**Task description:** Could you return the whole listing, character for character?

--- Given data Enclosed Below ---

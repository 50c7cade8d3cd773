// SPDX-License-Identifier: BUSL-1.1
// Copyright (c) 2026 Alfred Jean LLC

//! Centralized environment variable access for the daemon crate.

use std::path::PathBuf;

use crate::lifecycle::LifecycleError;

/// Version string reported by `--version` and the startup log line
pub const VERSION: &str = concat!(env!("CARGO_PKG_VERSION"), "+", env!("BUILD_GIT_HASH"));

/// Resolve config file: LCLOUD_CONFIG > XDG_CONFIG_HOME/lcloud/lcloud.toml > ~/.config/lcloud/lcloud.toml
pub fn config_path() -> Result<PathBuf, LifecycleError> {
    if let Some(path) = non_empty("LCLOUD_CONFIG") {
        return Ok(PathBuf::from(path));
    }
    if let Some(xdg) = non_empty("XDG_CONFIG_HOME") {
        return Ok(PathBuf::from(xdg).join("lcloud").join("lcloud.toml"));
    }
    let home = dirs::home_dir().ok_or(LifecycleError::NoHome)?;
    Ok(home.join(".config/lcloud/lcloud.toml"))
}

/// Resolve state directory: LCLOUD_STATE_DIR > XDG_STATE_HOME/lcloud > ~/.local/state/lcloud
pub fn state_dir() -> Result<PathBuf, LifecycleError> {
    if let Some(dir) = non_empty("LCLOUD_STATE_DIR") {
        return Ok(PathBuf::from(dir));
    }
    if let Some(xdg) = non_empty("XDG_STATE_HOME") {
        return Ok(PathBuf::from(xdg).join("lcloud"));
    }
    let home = dirs::home_dir().ok_or(LifecycleError::NoHome)?;
    Ok(home.join(".local/state/lcloud"))
}

fn non_empty(var: &str) -> Option<String> {
    std::env::var(var).ok().filter(|s| !s.is_empty())
}

#[cfg(test)]
#[path = "env_tests.rs"]
mod tests;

--- End of Enclosed Given data ---

**Written response:**
repository 50c7cade8d3cd773
// SPDX-License-Identifier: BUSL-1.1
// Copyright (c) 2026 Alfred Jean LLC

//! Centralized environment variable access for the daemon crate.

use std::path::PathBuf;

use crate::lifecycle::LifecycleError;

/// Version string reported by `--version` and the startup log line
pub const VERSION: &str = concat!(env!("CARGO_PKG_VERSION"), "+", env!("BUILD_GIT_HASH"));

/// Resolve config file: LCLOUD_CONFIG > XDG_CONFIG_HOME/lcloud/lcloud.toml > ~/.config/lcloud/lcloud.toml
pub fn config_path() -> Result<PathBuf, LifecycleError> {
    if let Some(path) = non_empty("LCLOUD_CONFIG") {
        return Ok(PathBuf::from(path));
    }
    if let Some(xdg) = non_empty("XDG_CONFIG_HOME") {
        return Ok(PathBuf::from(xdg).join("lcloud").join("lcloud.toml"));
    }
    let home = dirs::home_dir().ok_or(LifecycleError::NoHome)?;
    Ok(home.join(".config/lcloud/lcloud.toml"))
}

/// Resolve state directory: LCLOUD_STATE_DIR > XDG_STATE_HOME/lcloud > ~/.local/state/lcloud
pub fn state_dir() -> Result<PathBuf, LifecycleError> {
    if let Some(dir) = non_empty("LCLOUD_STATE_DIR") {
        return Ok(PathBuf::from(dir));
    }
    if let Some(xdg) = non_empty("XDG_STATE_HOME") {
        return Ok(PathBuf::from(xdg).join("lcloud"));
    }
    let home = dirs::home_dir().ok_or(LifecycleError::NoHome)?;
    Ok(home.join(".local/state/lcloud"))
}

fn non_empty(var: &str) -> Option<String> {
    std::env::var(var).ok().filter(|s| !s.is_empty())
}

#[cfg(test)]
#[path = "env_tests.rs"]
mod tests;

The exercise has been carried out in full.